Some species of birds can dance (not just move, dance) so fast that, without high speed cameras capturing the motion and slowing it down A LOT they appear to simply teleport between the spots where they pause in their dance.
The point, in general, is that there are some pretty awesome things in nature.
I want to write something (which plays fast and loose with actual science) with a genetically engineered character whose abilities are an amalgam of those found in nature. (Why not have photosynthesis?)
I'd like it if readers would share some things I could work in, or just neat stuff even if I wouldn't be able to fit it into the character.
...I have to admit, I haven't been collecting these stories.ReplyDelete
That said, when I looked up magnetoception (internal compass, literally!), I found the Wikipedia article on electroreception, which may or may not be completely awesome. :) (Echolocation is also pretty friggin' sweet, but less subtle.)
Photosynthesis is tricky; not enough incoming energy even if you had a 100% efficient converter.ReplyDelete
On the other hand, pistol shrimp.
Ultraviolet perception should be relatively easy to induce in a human character.ReplyDelete
Infrared would be nice, too, maybe from snakes.
Brin, I believe people who'd had cataract surgery (before the advent of the intraocular lens) were in demand as coastal observers in WWII Britain because they could see the near-UV lights sometimes used by submarines; the retina can respond a little way into the UV, but the lens normally blocks it out.ReplyDelete
Octopodes win, the end.ReplyDelete
I am always interested in how species without hands, or even just substantially different hands, would construct or operate machines.

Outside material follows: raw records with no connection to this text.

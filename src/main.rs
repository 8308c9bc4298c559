//! fisfmt - Render values the way the receipt capture screens show them.

use std::fs::OpenOptions;
use std::path::PathBuf;
use std::sync::Mutex;

use anyhow::Result;
use clap::{Parser, Subcommand};
use fisfmt::{to_title_case, truncate_string, FormatConfig, Formatter};
use tracing_subscriber::{EnvFilter, FmtSubscriber};

#[derive(Parser, Debug)]
#[command(name = "fisfmt")]
#[command(about = "Format values with Turkish locale conventions", long_about = None)]
struct Args {
    /// Enable logging to specified file
    #[arg(long, global = true)]
    log: Option<PathBuf>,

    /// Text printed for missing or unparsable input
    #[arg(long, global = true)]
    placeholder: Option<String>,

    /// Currency symbol appended to amounts
    #[arg(long, global = true)]
    symbol: Option<String>,

    #[command(subcommand)]
    command: Command,
}

#[derive(Subcommand, Debug)]
enum Command {
    /// Format an amount, e.g. 1.234,56 ₺
    Currency {
        #[arg(allow_negative_numbers = true)]
        amount: Option<f64>,
        /// Leave out the currency symbol
        #[arg(long)]
        plain: bool,
    },
    /// Format a date, dd.MM.yyyy unless a pattern is given
    Date {
        date: Option<String>,
        /// date-fns style pattern, e.g. "d MMMM yyyy"
        #[arg(long, short)]
        pattern: Option<String>,
    },
    /// Format a date with time, dd.MM.yyyy HH:mm
    Datetime { date: Option<String> },
    /// Describe a date relative to now, e.g. 2 saat önce
    Relative { date: Option<String> },
    /// Group a phone number
    Phone { phone: Option<String> },
    /// Normalize a 10-digit tax ID
    Vkn { vkn: Option<String> },
    /// Abbreviate a number, e.g. 1,2K
    Compact {
        #[arg(allow_negative_numbers = true)]
        number: Option<f64>,
    },
    /// Format a percentage, e.g. 45,68%
    Percent {
        #[arg(allow_negative_numbers = true)]
        value: Option<f64>,
        /// Number of fraction digits
        #[arg(long, short)]
        decimals: Option<usize>,
    },
    /// Format a byte count, e.g. 1,5 KB
    Size { bytes: u64 },
    /// Capitalize every word
    Title { text: String },
    /// Cap text at a number of characters
    Truncate { text: String, max_length: usize },
}

fn main() -> Result<()> {
    let args = Args::parse();

    // Set up logging if --log option is provided
    if let Some(log_path) = &args.log {
        let file = OpenOptions::new()
            .create(true)
            .write(true)
            .truncate(true)
            .open(log_path)?;
        let filter = EnvFilter::try_from_default_env().unwrap_or_else(|_| EnvFilter::new("debug"));
        let subscriber = FmtSubscriber::builder()
            .with_env_filter(filter)
            .with_ansi(false)
            .with_writer(Mutex::new(file))
            .finish();
        tracing::subscriber::set_global_default(subscriber)?;
        tracing::info!("Starting fisfmt");
    }

    let formatter = Formatter::new(build_config(&args));
    println!("{}", render(&formatter, &args.command));

    if args.log.is_some() {
        tracing::info!("fisfmt exited");
    }

    Ok(())
}

fn build_config(args: &Args) -> FormatConfig {
    let mut config = FormatConfig::default();
    if let Some(placeholder) = &args.placeholder {
        config = config.with_placeholder(placeholder.as_str());
    }
    if let Some(symbol) = &args.symbol {
        config = config.with_currency_symbol(symbol.as_str());
    }
    config
}

fn render(formatter: &Formatter, command: &Command) -> String {
    tracing::debug!("Rendering {:?}", command);
    match command {
        Command::Currency { amount, plain } => formatter.format_currency_with(*amount, !plain),
        Command::Date { date, pattern } => match pattern {
            Some(pattern) => formatter.format_date_with(date, pattern),
            None => formatter.format_date(date),
        },
        Command::Datetime { date } => formatter.format_date_time(date),
        Command::Relative { date } => formatter.format_relative_time(date),
        Command::Phone { phone } => formatter.format_phone(phone.as_deref()),
        Command::Vkn { vkn } => formatter.format_vkn(vkn.as_deref()),
        Command::Compact { number } => formatter.format_compact_number(*number),
        Command::Percent { value, decimals } => match decimals {
            Some(decimals) => formatter.format_percentage_with(*value, *decimals),
            None => formatter.format_percentage(*value),
        },
        Command::Size { bytes } => formatter.format_file_size(*bytes),
        Command::Title { text } => to_title_case(text),
        Command::Truncate { text, max_length } => truncate_string(text, *max_length),
    }
}

#[cfg(test)]
mod tests {
    use super::*;

    fn parse(argv: &[&str]) -> Args {
        Args::try_parse_from(argv).unwrap()
    }

    #[test]
    fn test_render_currency() {
        let args = parse(&["fisfmt", "currency", "1234.56"]);
        let formatter = Formatter::new(build_config(&args));
        assert_eq!(render(&formatter, &args.command), "1.234,56 ₺");

        let args = parse(&["fisfmt", "currency", "--plain", "-5"]);
        assert_eq!(render(&formatter, &args.command), "-5,00");
    }

    #[test]
    fn test_missing_argument_is_null_input() {
        let args = parse(&["fisfmt", "--placeholder", "yok", "currency"]);
        let formatter = Formatter::new(build_config(&args));
        assert_eq!(render(&formatter, &args.command), "yok");
    }

    #[test]
    fn test_global_flags_after_subcommand() {
        let args = parse(&["fisfmt", "currency", "10", "--symbol", "TL"]);
        let formatter = Formatter::new(build_config(&args));
        assert_eq!(render(&formatter, &args.command), "10,00 TL");
    }

    #[test]
    fn test_render_date_with_pattern() {
        let args = parse(&["fisfmt", "date", "2024-01-15", "--pattern", "d MMMM yyyy"]);
        let formatter = Formatter::default();
        assert_eq!(render(&formatter, &args.command), "15 Ocak 2024");
    }

    #[test]
    fn test_render_text_commands() {
        let formatter = Formatter::default();
        let args = parse(&["fisfmt", "title", "merhaba dünya"]);
        assert_eq!(render(&formatter, &args.command), "Merhaba Dünya");
        let args = parse(&["fisfmt", "truncate", "abcdefghij", "5"]);
        assert_eq!(render(&formatter, &args.command), "abcde...");
    }

    #[test]
    fn test_invalid_number_is_rejected() {
        assert!(Args::try_parse_from(["fisfmt", "size", "lots"]).is_err());
    }
}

I suppose many adaptations for keyboards and cars and such exist for people without arms/hands/etc. in the most common configurations...
I had been idly considering a human-abducted-into-alien-society story in which the human gets a job with lots of typing because many-fingered hands plus keyboards are better for the purpose than most manipulators represented...Delete
Photosynthesis... why not chemosynthesis? Are there multicellular organisms that do that?ReplyDelete
Biomimicry tech: always awesome/terrifying...
Also this stuff is making me wonder whether there could be cases where a human gene couldn't be repaired or whatever, but some other DNA could be added/changed such that the person with a genetic disorder could compensate using traits usually not found in humans.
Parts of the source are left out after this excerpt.